En mode Custom All-Terrain, il est possible d’affiner les réglages en ajustant la réponse de la poignée d’accélérateur et le frein moteur, par exemple. Les options de l’électronique sont très étendues et MV mérite également un grand bravo pour le bon fonctionnement de celle-ci. Avec des menus très clairs, un fonctionnement logique et un tableau de bord bien agencé, l’électronique n’a jamais été une source d’ennui. Ce qui peut parfois être le cas. Néanmoins, le temps de démarrage de l’électronique pourrait être amélioré. En effet, après avoir appuyé sur le bouton marche-arrêt (la MV est utilisable sans clé), il faut un certain temps avant de pouvoir démarrer le moteur. Sur les longs trajets, ce n’est pas un problème, mais pour ceux qui utiliseront beaucoup leur MV sur de courtes distances, ce sera probablement moins agréable.
Des composants de haute qualité
MV Agusta n’a pas non plus pris de risques lors du développement du châssis. Bien qu’il soit plutôt simple comparé, par exemple, à la nouvelle BMW R 1300 GS, l’ensemble fonctionne parfaitement. Les suspensions Sachs entièrement réglables à l’avant et à l’arrière ont de base, une bonne configuration et offrent une maniabilité excellent qui inspire confiance. Durant cet essai, nous avons roulé à plus de 90% sur la route, et à aucun moment je n’ai pris le châssis en défaut. Même avec une roue avant de 21 pouces, cette machine se comporte avec précision et confiance. L’Enduro Veloce est équipée de série de pneus Bridgestone Battlax A41. Ceux-ci ont été tout sauf décevants.

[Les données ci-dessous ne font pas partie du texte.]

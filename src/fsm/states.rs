//! Speed handlers and table builder.
//!
//! Each row is a plain `fn` pointer: no closures, no dynamic dispatch.
//!
//! ```text
//!  OFF ──[slope / diff+slope]──▶ LOW ──[slope / diff]──▶ MED ──[rise, no lid]──▶ HIGH
//!                                 ▲                        │  ▲                     │
//!                                 └────[quiet, stable]─────┘  └──[cooling, stable]──┘
//!
//!  TURBO is reached only by alarm or manual input and holds until
//!  heat loss hands the fan to the cooldown sub-machine.
//! ```
//!
//! Downshift rules need the level to have been held for `down.stable_s`
//! and are checked before the upshift rules.

use super::context::ControlContext;
use super::{FanSpeed, Reason, SpeedDecision, SpeedDescriptor};

// ═══════════════════════════════════════════════════════════════════════════
//  Table builder
// ═══════════════════════════════════════════════════════════════════════════

pub fn build_speed_table() -> [SpeedDescriptor; FanSpeed::COUNT] {
    [
        SpeedDescriptor {
            speed: FanSpeed::Off,
            name: "Off",
            on_update: off_update,
        },
        SpeedDescriptor {
            speed: FanSpeed::Low,
            name: "Low",
            on_update: low_update,
        },
        SpeedDescriptor {
            speed: FanSpeed::Med,
            name: "Med",
            on_update: med_update,
        },
        SpeedDescriptor {
            speed: FanSpeed::High,
            name: "High",
            on_update: high_update,
        },
        SpeedDescriptor {
            speed: FanSpeed::Turbo,
            name: "Turbo",
            on_update: turbo_update,
        },
    ]
}

// ═══════════════════════════════════════════════════════════════════════════
//  OFF: detect the start of cooking
// ═══════════════════════════════════════════════════════════════════════════

fn off_update(ctx: &ControlContext<'_>) -> Option<SpeedDecision> {
    let th = &ctx.config.thresholds.on_low;
    let s = &ctx.signals;
    let start = FanSpeed::from_level(ctx.config.speeds.start_on);

    if s.temp_slope >= th.temp_slope_c_pm {
        return Some(SpeedDecision::with_value(start, Reason::OnTempSlope, s.temp_slope));
    }
    if s.rh_slope >= th.rh_slope_pct_pm {
        return Some(SpeedDecision::with_value(start, Reason::OnRhSlope, s.rh_slope));
    }
    // A large differential alone can be a warm room; require some rise too.
    if s.has_trend() {
        if s.temp_diff >= th.temp_diff_c && s.temp_slope > th.diff_slope_min_pm {
            return Some(SpeedDecision::with_value(start, Reason::OnTempDiff, s.temp_diff));
        }
        if s.rh_diff >= th.rh_diff_pct && s.rh_slope > th.diff_slope_min_pm {
            return Some(SpeedDecision::with_value(start, Reason::OnRhDiff, s.rh_diff));
        }
    }
    None
}

// ═══════════════════════════════════════════════════════════════════════════
//  LOW
// ═══════════════════════════════════════════════════════════════════════════

fn low_update(ctx: &ControlContext<'_>) -> Option<SpeedDecision> {
    let th = &ctx.config.thresholds.up_1_to_2;
    let s = &ctx.signals;

    let up = s.temp_slope >= th.temp_slope_c_pm
        || s.temp_diff >= th.temp_diff_c
        || s.rh_slope >= th.rh_slope_pct_pm
        || s.rh_diff >= th.rh_diff_pct;
    up.then(|| SpeedDecision::with_value(FanSpeed::Med, Reason::UpLowToMed, s.temp_slope))
}

// ═══════════════════════════════════════════════════════════════════════════
//  MED
// ═══════════════════════════════════════════════════════════════════════════

fn med_update(ctx: &ControlContext<'_>) -> Option<SpeedDecision> {
    let th = &ctx.config.thresholds;
    let s = &ctx.signals;

    if ctx.is_stable() {
        let d = &th.down.from2;
        if s.temp_slope <= d.temp_slope_max_c_pm
            && s.temp_diff <= d.temp_diff_max_c
            && s.rh_diff <= d.rh_diff_max_pct
        {
            return Some(SpeedDecision::with_value(
                FanSpeed::Low,
                Reason::DownMedToLow,
                s.temp_slope,
            ));
        }
    }

    if ctx.lid_likely() {
        return None;
    }
    let u = &th.up_2_to_3;
    let fast_rise = s.temp_slope >= u.temp_slope_c_pm && s.temp_diff >= u.temp_diff_c;
    // Long slope projected over five minutes.
    let sustained = s.temp_slope_long * 5.0 >= u.long_temp_increase_c;
    (fast_rise || sustained)
        .then(|| SpeedDecision::with_value(FanSpeed::High, Reason::UpMedToHigh, s.temp_slope))
}

// ═══════════════════════════════════════════════════════════════════════════
//  HIGH
// ═══════════════════════════════════════════════════════════════════════════

fn high_update(ctx: &ControlContext<'_>) -> Option<SpeedDecision> {
    if !ctx.is_stable() {
        return None;
    }
    let d = &ctx.config.thresholds.down.from3;
    let s = &ctx.signals;
    (s.temp_slope <= d.temp_slope_max_c_pm || s.temp_diff <= d.temp_diff_max_c)
        .then(|| SpeedDecision::with_value(FanSpeed::Med, Reason::DownHighToMed, s.temp_slope))
}

// ═══════════════════════════════════════════════════════════════════════════
//  TURBO
// ═══════════════════════════════════════════════════════════════════════════

fn turbo_update(_ctx: &ControlContext<'_>) -> Option<SpeedDecision> {
    None
}
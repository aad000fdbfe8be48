//! Adapters: concrete implementations of the hexagonal port traits.
//!
//! | Adapter    | Implements         | Connects to                 |
//! |------------|--------------------|-----------------------------|
//! | `log_sink` | EventSink          | Log output                  |
//! | `nvs`      | ConfigPort         | In-memory key-value store   |
//! |            | StoragePort        |                             |
//! | `sim`      | SensorPort         | Simulated kitchen model     |
//! |            | ActuatorPort       |                             |
//! |            | HazardPort         |                             |
//! |            | DashboardPort      |                             |
//! | `time`     | Clock              | Host / scaled wall clock    |

pub mod log_sink;
pub mod nvs;
pub mod sim;
pub mod time;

Ceux qui souhaiteront utiliser leur MV davantage en tout-terrain feraient bien de monter les AX41, également homologués pour cette machine. Il faudra alors ajuster les suspensions, car de base, elles sont beaucoup trop rigides pour une utilisation tout-terrain. Nous avons également pu tester une Enduro Veloce avec les AX 41 et les suspensions réglées pour l’off-road. Une réussite, en particulier avec le mode de conduite tout-terrain, la réponse à la poignée d’accélérateur est particulièrement dosée et on peut pratiquement rouler au pas sans aucun problème. La plage de réglage des suspensions Sachs est ample. Avec un ensemble de freins Brembo Stylema et deux disques de 320 mm à l’avant, le système de freinage de la MV est également parfait.
De la critique à l’émerveillement
J’ai abordé cet essai de manière très critique, mais l’Enduro Veloce m’a positivement surpris sur toute la ligne. Il s’agit d’une moto très homogène, extrêmement polyvalente, avec un moteur et un châssis de très haut niveau. Des points à améliorer ? Oui, par exemple, l’absence de pare-brise réglable est incompréhensible. De même, la différence de couleur entre le cache transparent situé sous le pare-brise et le pare-brise lui-même n’est pas acceptable. Ce cache est également très difficile à nettoyer à l’intérieur. D’autres détails gênants sont également l’accessibilité difficile de la commande des clignotants et la procédure fastidieuse pour le réglage de la hauteur de selle. Avec tout cela, je pense avoir fait le tour. L’Enduro Veloce en vaut-elle la peine ? C’est une autre question.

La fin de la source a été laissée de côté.